- [WHAT YOU SHOULD DO]:
Print the entries below in their entirety, exactly as they are written.

- [INPUT DATA]:
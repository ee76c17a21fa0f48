//! Variant annotation tools
//!
//! Three lookups against the annotate API, one per variant discriminator:
//! chromosomal allele, dbSNP rsID, and ClinGen allele registry id.

use async_trait::async_trait;
use serde::Deserialize;
use serde_json::{json, Value as JsonValue};

use oc_core::{Error, Result, Tool, ToolResult};

use crate::annotate::{allele_url, caid_url, default_annotators, rsid_url, AnnotateClient};

fn parse_input<T: serde::de::DeserializeOwned>(tool: &str, input: JsonValue) -> Result<T> {
    serde_json::from_value(input).map_err(|e| Error::tool(tool, format!("invalid input: {}", e)))
}

/// JSON schema fragment shared by all three annotate tools.
fn annotators_property() -> JsonValue {
    json!({
        "type": "array",
        "items": {"type": "string"},
        "description": "Annotator modules to run (default: clinvar, go, gnomad4)"
    })
}

#[derive(Debug, Deserialize)]
struct GetAlleleInput {
    chrom: String,
    pos: i64,
    ref_base: String,
    alt_base: String,
    #[serde(default = "default_annotators")]
    annotators: Vec<String>,
}

/// Annotate a chromosomal allele
pub struct GetAlleleTool {
    client: AnnotateClient,
}

impl GetAlleleTool {
    pub fn new(client: AnnotateClient) -> Self {
        Self { client }
    }
}

#[async_trait]
impl Tool for GetAlleleTool {
    fn name(&self) -> &str {
        "get_allele"
    }

    fn description(&self) -> &str {
        "Annotate a genomic variant given chromosome, position, reference base and alternate base."
    }

    fn input_schema(&self) -> JsonValue {
        json!({
            "type": "object",
            "properties": {
                "chrom": {"type": "string", "description": "Chromosome, e.g. chr7"},
                "pos": {"type": "integer", "description": "1-based genomic position"},
                "ref_base": {"type": "string", "description": "Reference base(s)"},
                "alt_base": {"type": "string", "description": "Alternate base(s)"},
                "annotators": annotators_property()
            },
            "required": ["chrom", "pos", "ref_base", "alt_base"]
        })
    }

    async fn execute(&self, input: JsonValue) -> Result<ToolResult> {
        let input: GetAlleleInput = parse_input(self.name(), input)?;
        let url = allele_url(
            self.client.base_url(),
            &input.chrom,
            input.pos,
            &input.ref_base,
            &input.alt_base,
            &input.annotators,
        );
        let body = self.client.fetch(&url).await?;
        Ok(ToolResult::success(body))
    }
}

#[derive(Debug, Deserialize)]
struct GetRsidInput {
    rsid: String,
    #[serde(default = "default_annotators")]
    annotators: Vec<String>,
}

/// Annotate a variant by dbSNP rsID
pub struct GetRsidTool {
    client: AnnotateClient,
}

impl GetRsidTool {
    pub fn new(client: AnnotateClient) -> Self {
        Self { client }
    }
}

#[async_trait]
impl Tool for GetRsidTool {
    fn name(&self) -> &str {
        "get_rsid"
    }

    fn description(&self) -> &str {
        "Annotate a variant identified by its dbSNP rsID, e.g. rs429358."
    }

    fn input_schema(&self) -> JsonValue {
        json!({
            "type": "object",
            "properties": {
                "rsid": {"type": "string", "description": "dbSNP rsID, e.g. rs429358"},
                "annotators": annotators_property()
            },
            "required": ["rsid"]
        })
    }

    async fn execute(&self, input: JsonValue) -> Result<ToolResult> {
        let input: GetRsidInput = parse_input(self.name(), input)?;
        let url = rsid_url(self.client.base_url(), &input.rsid, &input.annotators);
        let body = self.client.fetch(&url).await?;
        Ok(ToolResult::success(body))
    }
}

#[derive(Debug, Deserialize)]
struct GetCaidInput {
    caid: String,
    #[serde(default = "default_annotators")]
    annotators: Vec<String>,
}

/// Annotate a variant by ClinGen allele registry id
pub struct GetCaidTool {
    client: AnnotateClient,
}

impl GetCaidTool {
    pub fn new(client: AnnotateClient) -> Self {
        Self { client }
    }
}

#[async_trait]
impl Tool for GetCaidTool {
    fn name(&self) -> &str {
        "get_caid"
    }

    fn description(&self) -> &str {
        "Annotate a variant identified by its ClinGen allele registry id (CAid), e.g. CA123456."
    }

    fn input_schema(&self) -> JsonValue {
        json!({
            "type": "object",
            "properties": {
                "caid": {"type": "string", "description": "ClinGen allele registry id, e.g. CA123456"},
                "annotators": annotators_property()
            },
            "required": ["caid"]
        })
    }

    async fn execute(&self, input: JsonValue) -> Result<ToolResult> {
        let input: GetCaidInput = parse_input(self.name(), input)?;
        let url = caid_url(self.client.base_url(), &input.caid, &input.annotators);
        let body = self.client.fetch(&url).await?;
        Ok(ToolResult::success(body))
    }
}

- [EXERCISE ANSWER]:
repository ee76c17a21fa0f48
//! Variant annotation tools
//!
//! Three lookups against the annotate API, one per variant discriminator:
//! chromosomal allele, dbSNP rsID, and ClinGen allele registry id.

use async_trait::async_trait;
use serde::Deserialize;
use serde_json::{json, Value as JsonValue};

use oc_core::{Error, Result, Tool, ToolResult};

use crate::annotate::{allele_url, caid_url, default_annotators, rsid_url, AnnotateClient};

fn parse_input<T: serde::de::DeserializeOwned>(tool: &str, input: JsonValue) -> Result<T> {
    serde_json::from_value(input).map_err(|e| Error::tool(tool, format!("invalid input: {}", e)))
}

/// JSON schema fragment shared by all three annotate tools.
fn annotators_property() -> JsonValue {
    json!({
        "type": "array",
        "items": {"type": "string"},
        "description": "Annotator modules to run (default: clinvar, go, gnomad4)"
    })
}

#[derive(Debug, Deserialize)]
struct GetAlleleInput {
    chrom: String,
    pos: i64,
    ref_base: String,
    alt_base: String,
    #[serde(default = "default_annotators")]
    annotators: Vec<String>,
}

/// Annotate a chromosomal allele
pub struct GetAlleleTool {
    client: AnnotateClient,
}

impl GetAlleleTool {
    pub fn new(client: AnnotateClient) -> Self {
        Self { client }
    }
}

#[async_trait]
impl Tool for GetAlleleTool {
    fn name(&self) -> &str {
        "get_allele"
    }

    fn description(&self) -> &str {
        "Annotate a genomic variant given chromosome, position, reference base and alternate base."
    }

    fn input_schema(&self) -> JsonValue {
        json!({
            "type": "object",
            "properties": {
                "chrom": {"type": "string", "description": "Chromosome, e.g. chr7"},
                "pos": {"type": "integer", "description": "1-based genomic position"},
                "ref_base": {"type": "string", "description": "Reference base(s)"},
                "alt_base": {"type": "string", "description": "Alternate base(s)"},
                "annotators": annotators_property()
            },
            "required": ["chrom", "pos", "ref_base", "alt_base"]
        })
    }

    async fn execute(&self, input: JsonValue) -> Result<ToolResult> {
        let input: GetAlleleInput = parse_input(self.name(), input)?;
        let url = allele_url(
            self.client.base_url(),
            &input.chrom,
            input.pos,
            &input.ref_base,
            &input.alt_base,
            &input.annotators,
        );
        let body = self.client.fetch(&url).await?;
        Ok(ToolResult::success(body))
    }
}

#[derive(Debug, Deserialize)]
struct GetRsidInput {
    rsid: String,
    #[serde(default = "default_annotators")]
    annotators: Vec<String>,
}

/// Annotate a variant by dbSNP rsID
pub struct GetRsidTool {
    client: AnnotateClient,
}

impl GetRsidTool {
    pub fn new(client: AnnotateClient) -> Self {
        Self { client }
    }
}

#[async_trait]
impl Tool for GetRsidTool {
    fn name(&self) -> &str {
        "get_rsid"
    }

    fn description(&self) -> &str {
        "Annotate a variant identified by its dbSNP rsID, e.g. rs429358."
    }

    fn input_schema(&self) -> JsonValue {
        json!({
            "type": "object",
            "properties": {
                "rsid": {"type": "string", "description": "dbSNP rsID, e.g. rs429358"},
                "annotators": annotators_property()
            },
            "required": ["rsid"]
        })
    }

    async fn execute(&self, input: JsonValue) -> Result<ToolResult> {
        let input: GetRsidInput = parse_input(self.name(), input)?;
        let url = rsid_url(self.client.base_url(), &input.rsid, &input.annotators);
        let body = self.client.fetch(&url).await?;
        Ok(ToolResult::success(body))
    }
}

#[derive(Debug, Deserialize)]
struct GetCaidInput {
    caid: String,
    #[serde(default = "default_annotators")]
    annotators: Vec<String>,
}

/// Annotate a variant by ClinGen allele registry id
pub struct GetCaidTool {
    client: AnnotateClient,
}

impl GetCaidTool {
    pub fn new(client: AnnotateClient) -> Self {
        Self { client }
    }
}

#[async_trait]
impl Tool for GetCaidTool {
    fn name(&self) -> &str {
        "get_caid"
    }

    fn description(&self) -> &str {
        "Annotate a variant identified by its ClinGen allele registry id (CAid), e.g. CA123456."
    }

    fn input_schema(&self) -> JsonValue {
        json!({
            "type": "object",
            "properties": {
                "caid": {"type": "string", "description": "ClinGen allele registry id, e.g. CA123456"},
                "annotators": annotators_property()
            },
            "required": ["caid"]
        })
    }

    async fn execute(&self, input: JsonValue) -> Result<ToolResult> {
        let input: GetCaidInput = parse_input(self.name(), input)?;
        let url = caid_url(self.client.base_url(), &input.caid, &input.annotators);
        let body = self.client.fetch(&url).await?;
        Ok(ToolResult::success(body))
    }
}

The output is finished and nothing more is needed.